I posted this awhile back on a blog that is now defunct. However, I thought I would post it again since I think that the question is worthy of consideration by those who tend to think of Jesus films as 'tools' for Christian evangelism. Comments anyone?John Ferré has recently made the case that people who believe media are neutral conduits tend to “embrace free enterprise in matters of business as well as religion.” (John P. Ferré, "The Media of Popular Piety," in Mediating Religion: Conversation in Media, Religion and Culture, ed. Jolyon Mitchell and Sophia Marriage [London: T & T Clark, 2003]) What does he mean by 'neutral conduits'? You've likely heard the rhetoric in various forms, but it usually goes something like this: "It's not the technology that is good or bad, but what it communicates." In other words, it's the content of the message that matters, not the medium itself. A film is good if it shows acceptable content. It is bad if it does not. JESUS film, good. Pulp Fiction, bad. Or vice versa.
But are media neutral conduits? That may depend on how one defines 'neutral'. Here are a few possibilities related, for example, to the medium of film:
a) Value free
b) Impotent
c) Non-partisan
d) Impersonal
Let's take them one at a time. First, is anything value free? Who decides? On what basis or scale of values? If one answers that values are attributed to a technology and not inherent to them, then one must conclude that nothing is value free, it only varies in significance. The fact that certain groups take great pains to control what messages accompany the power of a medium like film reflects the fact that its influence is highly valued (or feared). Is that neutral? Second, does anyone really believe that film technology itself is impotent? I'd like to hear from someone who holds this view. Third, it may seem absurd to think of media being able to choose or be partisan, for this would attribute to the medium itself a kind of personality. OK, maybe some office photocopiers would qualify. Yet if they did have something like a personality and preferences, it would be hard to defend them as non-partisan. Impersonal? Well, that returns us to a fairly common understanding of media, does it not? Yet that is to describe something different than neutrality.
I'd like to suggest, along with numerous media theorists (e.g., Marshall McLuhan, Neil Postman) that media are not neutral in the sense of being impotent. Rather, they influence the environments they enter regardless of the content with which they are associated. Films, for example, offer temporary escape from 'daily life' regardless of whether they screen parables or poltergeist. Whether one takes up the invitation to escape is as much a statement about how one values the effect of the medium as it is about the kind of story or images it might present.
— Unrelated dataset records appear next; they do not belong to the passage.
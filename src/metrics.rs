//! Prometheus metrics for the counter, cache connectivity, and HTTP surface.

use std::time::Instant;

use metrics::{counter, describe_counter, describe_histogram, histogram};
use metrics_exporter_prometheus::{PrometheusBuilder, PrometheusHandle};
use tracing::{debug, warn};

use crate::cache::ConnectivityState;
use crate::counter::StorageMode;

// === Metric Name Constants ===

/// Counter reads by storage mode.
pub const METRIC_COUNTER_READS: &str = "counter_reads_total";
/// Counter increments by outcome.
pub const METRIC_COUNTER_INCREMENTS: &str = "counter_increments_total";
/// Cache call failures by error kind.
pub const METRIC_CACHE_ERRORS: &str = "cache_errors_total";
/// Connectivity state transitions by target state.
pub const METRIC_CACHE_TRANSITIONS: &str = "cache_state_transitions_total";
/// Users created counter metric name.
pub const METRIC_USERS_CREATED: &str = "users_created_total";
/// HTTP request latency metric name.
pub const METRIC_HTTP_REQUEST_LATENCY: &str = "http_request_latency_ms";

/// Initialize all metric descriptions.
/// Call this once at startup to register metrics with descriptions.
pub fn init_metrics() {
    describe_counter!(
        METRIC_COUNTER_READS,
        "Total counter reads, labelled by storage mode"
    );
    describe_counter!(
        METRIC_COUNTER_INCREMENTS,
        "Total counter increment requests, labelled by outcome"
    );
    describe_counter!(
        METRIC_CACHE_ERRORS,
        "Total cache call failures, labelled by error kind"
    );
    describe_counter!(
        METRIC_CACHE_TRANSITIONS,
        "Total cache connectivity transitions, labelled by target state"
    );
    describe_counter!(METRIC_USERS_CREATED, "Total number of users created");
    describe_histogram!(
        METRIC_HTTP_REQUEST_LATENCY,
        "HTTP request latency in milliseconds"
    );

    debug!("Metrics initialized");
}

/// Install the global Prometheus recorder and return its render handle.
pub fn install_recorder() -> Option<PrometheusHandle> {
    match PrometheusBuilder::new().install_recorder() {
        Ok(handle) => Some(handle),
        Err(e) => {
            warn!(error = %e, "Failed to install Prometheus recorder");
            None
        }
    }
}

/// Record a counter read.
pub fn inc_counter_reads(mode: StorageMode) {
    counter!(METRIC_COUNTER_READS, "storage" => mode.to_string()).increment(1);
}

/// Record a counter increment request.
pub fn inc_counter_increments(outcome: &'static str) {
    counter!(METRIC_COUNTER_INCREMENTS, "outcome" => outcome).increment(1);
}

/// Record a failed cache call.
pub fn inc_cache_errors(kind: &'static str) {
    counter!(METRIC_CACHE_ERRORS, "kind" => kind).increment(1);
}

/// Record a connectivity transition.
pub fn inc_cache_transitions(to: ConnectivityState) {
    counter!(METRIC_CACHE_TRANSITIONS, "to" => to.to_string()).increment(1);
}

/// Increment users created counter.
pub fn inc_users_created() {
    counter!(METRIC_USERS_CREATED).increment(1);
}

/// Record HTTP request latency. `endpoint` must be a route template, not a
/// raw path, to keep the label set bounded.
pub fn record_http_latency(start: Instant, endpoint: String) {
    let latency_ms = start.elapsed().as_secs_f64() * 1000.0;
    histogram!(METRIC_HTTP_REQUEST_LATENCY, "endpoint" => endpoint).record(latency_ms);
}
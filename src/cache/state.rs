//! Connectivity state machine for the external cache.
//!
//! ```text
//! Unknown ──ConnectStarted──▶ Connecting ──Connected──▶ Connected
//!                                 │                        │
//!                                 └────────Failed──────────┤
//!                                                          ▼
//! Unavailable ◀────────────────────────────────────────────┘
//!      │
//!      └──ConnectStarted──▶ Connecting
//! ```
//!
//! Every other (state, event) pair leaves the state untouched.

use serde::Serialize;
use strum::{Display, EnumString};

/// Availability of the external cache as seen by this process.
#[derive(
    Debug, Clone, Copy, PartialEq, Eq, Hash, Serialize, Display, EnumString, Default,
)]
#[serde(rename_all = "snake_case")]
#[strum(serialize_all = "snake_case")]
pub enum ConnectivityState {
    /// No connect attempt has completed yet.
    #[default]
    Unknown,
    /// Handshake in flight.
    Connecting,
    /// Handshake completed; calls are expected to succeed.
    Connected,
    /// An error was observed. Terminal until a new connect attempt.
    Unavailable,
}

/// Notification fed into the state machine.
#[derive(Debug, Clone, PartialEq, Eq)]
pub enum ConnectivityEvent {
    /// A connect attempt is starting.
    ConnectStarted,
    /// The handshake completed.
    Connected,
    /// A connection-level failure (refused, timeout, dropped).
    Failed(String),
}

impl ConnectivityState {
    /// Apply `event`, returning the next state or `None` when the event does
    /// not apply in this state.
    pub fn on_event(self, event: &ConnectivityEvent) -> Option<ConnectivityState> {
        use ConnectivityState::*;

        match (self, event) {
            (Unknown | Unavailable, ConnectivityEvent::ConnectStarted) => Some(Connecting),
            (Connecting, ConnectivityEvent::Connected) => Some(Connected),
            (Connecting | Connected, ConnectivityEvent::Failed(_)) => Some(Unavailable),
            _ => None,
        }
    }

    /// Whether remote calls should be attempted.
    pub fn is_connected(self) -> bool {
        self == ConnectivityState::Connected
    }

    /// Label reported by `/health`.
    pub fn health_label(self) -> &'static str {
        if self.is_connected() {
            "connected"
        } else {
            "not connected"
        }
    }
}

/// Fold a sequence of events starting from `Unknown`.
pub fn replay<'a, I>(events: I) -> ConnectivityState
where
    I: IntoIterator<Item = &'a ConnectivityEvent>,
{
    events
        .into_iter()
        .fold(ConnectivityState::Unknown, |state, event| {
            state.on_event(event).unwrap_or(state)
        })
}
Having briefly put forward the case that, given a certain understanding of neutrality, media are not neutral conduits, it is worth taking up Ferré's observation once again. The question is slightly different now, and perhaps more penetrating: To what ends might media be used by those who believe they are NOT neutral conduits?
Allow me to suggest some possibilities:
- catharsis
- contemplation
- adventure
- escape
- the gaining of new perspectives
Oh, yes, and free enterprise.
Want to add to the list? Disagree? Discuss? The lines are open.